2. The method according to claim 1, wherein the step of calculating error area comprises: calculating a texture error as a difference of a texture of said model and said face texture; calculating a shape error as a difference of edges obtained from said texture of said model and edges of said face texture; and calculating error areas by summing said texture error and said shape error.
3. The method according to claim 2, wherein said shape error is calculated at an extended area comprising pixels located outside of an edge corresponding to a boundary of a face area.
4. The method according to claim 3, wherein the step aligning edges comprises: applying a generalized shape weight such that edge area of said face texture corresponds to an edge of said model depending on a degree of how an edge of said face texture is identical to an edge of said model.
5. The method according to claim 4, wherein said generalized shape weight is provided in proportion to distance difference between said edge of said face texture and said edge of said model.
Description:
RELATED U.S. APPLICATIONS
[0001] Not applicable.
STATEMENT REGARDING FEDERALLY SPONSORED RESEARCH OR DEVELOPMENT
[0002] Not applicable.
REFERENCE TO MICROFICHE APPENDIX
[0003] Not applicable.
BACKGROUND OF THE INVENTION
[0004] 1. Field of the Invention
[0005] The present invention relates to a method for face model alignment on unseen faces and in particular a method of face model alignment on unseen faces to align the texture and the shape of the input faces with the normalized face area model by using land marks of the input faces for the calculation of error.
[0006] 2. Description of Related Art Including Information Disclosed Under 37 CFR 1.97 and 37 CFR 1.98.
[0007] With The technique to recognize an individual by an image of the photographed person is being used in many applications.
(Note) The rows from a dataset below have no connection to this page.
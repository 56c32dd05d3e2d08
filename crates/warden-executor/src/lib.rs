//! Governed step execution.
//!
//! The executor is the single choke point between a workflow and the
//! outside world: every externally-visible action passes the policy
//! gate first, and every executed step ends with exactly one terminal
//! receipt in the ledger. Adapters behind the [`Adapter`] trait carry
//! out the actual side effects and are never reachable except through
//! [`StepExecutor::run_step`].

#![deny(unsafe_code)]

mod adapter;
mod executor;
mod registry;

pub use adapter::{Adapter, AdapterError, AdapterResponse, Governance};
pub use executor::{StepExecutor, StepResult, StepSpec};
pub use registry::AdapterRegistry;

use thiserror::Error;
use warden_types::{NodeId, PolicyDecision, ReceiptId};

/// Execution errors. `Blocked` and `AwaitingApproval` carry the policy
/// decision already recorded in the ledger.
#[derive(Debug, Error)]
pub enum ExecutorError {
    #[error("step blocked by policy: {}", .decision.reason)]
    Blocked { decision: PolicyDecision },

    #[error("step requires operator approval: {}", .decision.reason)]
    AwaitingApproval { decision: PolicyDecision },

    #[error("step '{node_id}' failed after {attempts} attempt(s): {detail}")]
    StepFailed {
        node_id: NodeId,
        attempts: u32,
        receipt_id: ReceiptId,
        detail: String,
    },

    #[error("policy error: {0}")]
    Policy(#[from] warden_policy::PolicyError),

    #[error("ledger error: {0}")]
    Ledger(#[from] warden_ledger::LedgerError),

    #[error("evidence error: {0}")]
    Evidence(#[from] warden_evidence::EvidenceError),
}

pub type Result<T> = std::result::Result<T, ExecutorError>;
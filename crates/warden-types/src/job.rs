//! Job state and step history.

use crate::{DefinitionId, JobId, NodeId, ReceiptId};
use chrono::{DateTime, Utc};
use serde::{Deserialize, Serialize};
use serde_json::Value;

/// Lifecycle status of a job.
///
/// `Completed` and `Failed` are terminal and immutable thereafter.
#[derive(Clone, Copy, Debug, PartialEq, Eq, Serialize, Deserialize)]
#[serde(rename_all = "kebab-case")]
pub enum JobStatus {
    Running,
    Paused,
    WaitingHuman,
    Completed,
    Failed,
}

impl JobStatus {
    pub fn is_terminal(&self) -> bool {
        matches!(self, JobStatus::Completed | JobStatus::Failed)
    }
}

/// Terminal status of one executed (or skipped) step.
#[derive(Clone, Copy, Debug, PartialEq, Eq, Serialize, Deserialize)]
#[serde(rename_all = "snake_case")]
pub enum StepStatus {
    Completed,
    Failed,
    Skipped,
}

/// One entry in a job's history: the recorded outcome of a step.
#[derive(Clone, Debug, Serialize, Deserialize)]
pub struct StepRecord {
    pub node_id: NodeId,
    pub status: StepStatus,
    #[serde(default, skip_serializing_if = "Option::is_none")]
    pub receipt_id: Option<ReceiptId>,
    #[serde(default, skip_serializing_if = "Option::is_none")]
    pub output: Option<Value>,
    pub attempts: u32,
    pub finished_at: DateTime<Utc>,
}

impl StepRecord {
    pub fn skipped(node_id: NodeId) -> Self {
        Self {
            node_id,
            status: StepStatus::Skipped,
            receipt_id: None,
            output: None,
            attempts: 0,
            finished_at: Utc::now(),
        }
    }
}

/// Mutable state of one job. Owned exclusively by the orchestrator;
/// everything else sees read-only snapshots.
#[derive(Clone, Debug, Serialize, Deserialize)]
pub struct JobState {
    pub id: JobId,
    pub definition_id: DefinitionId,
    pub status: JobStatus,
    #[serde(default, skip_serializing_if = "Option::is_none")]
    pub current_step_id: Option<NodeId>,
    pub history: Vec<StepRecord>,
    /// For a blocked or failed job, the specific decision or step result
    /// that caused the transition.
    #[serde(default, skip_serializing_if = "Option::is_none")]
    pub blocked_on: Option<Value>,
    pub created_at: DateTime<Utc>,
    pub updated_at: DateTime<Utc>,
}

impl JobState {
    pub fn new(definition_id: DefinitionId) -> Self {
        let now = Utc::now();
        Self {
            id: JobId::generate(),
            definition_id,
            status: JobStatus::Running,
            current_step_id: None,
            history: Vec::new(),
            blocked_on: None,
            created_at: now,
            updated_at: now,
        }
    }

    /// The recorded outcome of `node`, if it has one.
    pub fn record_for(&self, node: &NodeId) -> Option<&StepRecord> {
        self.history.iter().find(|r| &r.node_id == node)
    }

    /// Whether `node` has already reached `Completed` in history.
    pub fn is_completed(&self, node: &NodeId) -> bool {
        self.record_for(node)
            .is_some_and(|r| r.status == StepStatus::Completed)
    }

    pub fn push_record(&mut self, record: StepRecord) {
        self.history.push(record);
        self.updated_at = Utc::now();
    }

    pub fn set_status(&mut self, status: JobStatus) {
        self.status = status;
        self.updated_at = Utc::now();
    }
}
In one example, this technique is used when access control is needed and the features of a face are used to control access instead of a key or an access card. Also, the face alignment for the identification of a suspect in crime is used to trace and identify a face of an individual by finding main features or land marks of the face.
[0008] In this regard, Cootes (T. F. Cootes, G. V. Wheeler, K. N. Walker and C. J. Taylor. "View-based
[0003] active appearance models", Image and Vision Computing, vol. 20, pp. 657-664, 2002.) suggests View-based AAM method to make a face fitting by independently generating AAM (Active Appearance Model) on every pose of the face and by selecting AAM having minimum errors on the pose of the input face. However, this requires the seen images on every pose of the face and the correct face fitting is not ensured as the images are not seen or the difference of the seen pose and the pose of the input face increases.
[0009] Further, Chen and Wang (C.-W. Chen, and C.-C. Wang. "3D Active Appearance Model for Aligning Faces in 2DImages", Proceedings of the IEEE/RS International Conference on Intelligent Robots and Systems, 3133-3139, 2008.) suggest a 3D AAM in which an AAM method and a stereo method are combined to estimate a 3D model of the face. This provides a 3D information of the input face by estimating information of the depth of a face using a stereo camera and by adding the depth information to the land marks of a face to see a 3D shape of the face using AAM method.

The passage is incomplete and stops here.